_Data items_
//! Introspected schema metadata and its canonical DDL rendering.
//!
//! The rendered text is handed verbatim to the SQL translator as prompt
//! context, so its shape must stay byte-stable for identical schema state:
//!
//! ```text
//! CREATE TABLE orders (
//!   id int4,
//!   placed_at timestamp
//! );
//!
//! CREATE TABLE users (
//!   id int4
//! );
//! ```

use std::fmt;

use serde::{Deserialize, Serialize};

/// A column as reported by the database catalog.
#[derive(Debug, Clone, PartialEq, Eq, Serialize, Deserialize)]
pub struct ColumnDef {
    /// Column name.
    pub name: String,

    /// Declared type name, exactly as the catalog reports it.
    pub data_type: String,
}

impl ColumnDef {
    pub fn new(name: impl Into<String>, data_type: impl Into<String>) -> Self {
        Self {
            name: name.into(),
            data_type: data_type.into(),
        }
    }
}

/// A table and its columns in declaration order.
#[derive(Debug, Clone, PartialEq, Eq, Serialize, Deserialize)]
pub struct TableDef {
    /// Table name.
    pub name: String,

    /// Columns ordered by ordinal position.
    pub columns: Vec<ColumnDef>,
}

impl TableDef {
    pub fn new(name: impl Into<String>) -> Self {
        Self {
            name: name.into(),
            columns: Vec::new(),
        }
    }

    /// Render this table as a single `CREATE TABLE` block.
    pub fn to_ddl(&self) -> String {
        let mut out = format!("CREATE TABLE {} (\n", self.name);
        let columns = self
            .columns
            .iter()
            .map(|c| format!("  {} {}", c.name, c.data_type))
            .collect::<Vec<_>>()
            .join(",\n");
        if !columns.is_empty() {
            out.push_str(&columns);
            out.push('\n');
        }
        out.push_str(");\n");
        out
    }
}

/// Tables in introspection order.
#[derive(Debug, Clone, Default, PartialEq, Eq, Serialize, Deserialize)]
pub struct SchemaDocument {
    pub tables: Vec<TableDef>,
}

impl SchemaDocument {
    pub fn new() -> Self {
        Self::default()
    }

    pub fn push(&mut self, table: TableDef) {
        self.tables.push(table);
    }

    pub fn is_empty(&self) -> bool {
        self.tables.is_empty()
    }

    pub fn len(&self) -> usize {
        self.tables.len()
    }

    /// Look up a table by name.
    pub fn table(&self, name: &str) -> Option<&TableDef> {
        self.tables.iter().find(|t| t.name == name)
    }

    /// Render the whole schema, one block per table separated by a blank line.
    pub fn to_ddl(&self) -> String {
        self.tables
            .iter()
            .map(TableDef::to_ddl)
            .collect::<Vec<_>>()
            .join("\n")
    }
}

impl fmt::Display for SchemaDocument {
    fn fmt(&self, f: &mut fmt::Formatter<'_>) -> fmt::Result {
        f.write_str(&self.to_ddl())
    }
}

_Problem description_
All the records above need to be output exactly, with none omitted.

_Output below_
//! Introspected schema metadata and its canonical DDL rendering.
//!
//! The rendered text is handed verbatim to the SQL translator as prompt
//! context, so its shape must stay byte-stable for identical schema state:
//!
//! ```text
//! CREATE TABLE orders (
//!   id int4,
//!   placed_at timestamp
//! );
//!
//! CREATE TABLE users (
//!   id int4
//! );
//! ```

use std::fmt;

use serde::{Deserialize, Serialize};

/// A column as reported by the database catalog.
#[derive(Debug, Clone, PartialEq, Eq, Serialize, Deserialize)]
pub struct ColumnDef {
    /// Column name.
    pub name: String,

    /// Declared type name, exactly as the catalog reports it.
    pub data_type: String,
}

impl ColumnDef {
    pub fn new(name: impl Into<String>, data_type: impl Into<String>) -> Self {
        Self {
            name: name.into(),
            data_type: data_type.into(),
        }
    }
}

/// A table and its columns in declaration order.
#[derive(Debug, Clone, PartialEq, Eq, Serialize, Deserialize)]
pub struct TableDef {
    /// Table name.
    pub name: String,

    /// Columns ordered by ordinal position.
    pub columns: Vec<ColumnDef>,
}

impl TableDef {
    pub fn new(name: impl Into<String>) -> Self {
        Self {
            name: name.into(),
            columns: Vec::new(),
        }
    }

    /// Render this table as a single `CREATE TABLE` block.
    pub fn to_ddl(&self) -> String {
        let mut out = format!("CREATE TABLE {} (\n", self.name);
        let columns = self
            .columns
            .iter()
            .map(|c| format!("  {} {}", c.name, c.data_type))
            .collect::<Vec<_>>()
            .join(",\n");
        if !columns.is_empty() {
            out.push_str(&columns);
            out.push('\n');
        }
        out.push_str(");\n");
        out
    }
}

/// Tables in introspection order.
#[derive(Debug, Clone, Default, PartialEq, Eq, Serialize, Deserialize)]
pub struct SchemaDocument {
    pub tables: Vec<TableDef>,
}

impl SchemaDocument {
    pub fn new() -> Self {
        Self::default()
    }

    pub fn push(&mut self, table: TableDef) {
        self.tables.push(table);
    }

    pub fn is_empty(&self) -> bool {
        self.tables.is_empty()
    }

    pub fn len(&self) -> usize {
        self.tables.len()
    }

    /// Look up a table by name.
    pub fn table(&self, name: &str) -> Option<&TableDef> {
        self.tables.iter().find(|t| t.name == name)
    }

    /// Render the whole schema, one block per table separated by a blank line.
    pub fn to_ddl(&self) -> String {
        self.tables
            .iter()
            .map(TableDef::to_ddl)
            .collect::<Vec<_>>()
            .join("\n")
    }
}

impl fmt::Display for SchemaDocument {
    fn fmt(&self, f: &mut fmt::Formatter<'_>) -> fmt::Result {
        f.write_str(&self.to_ddl())
    }
}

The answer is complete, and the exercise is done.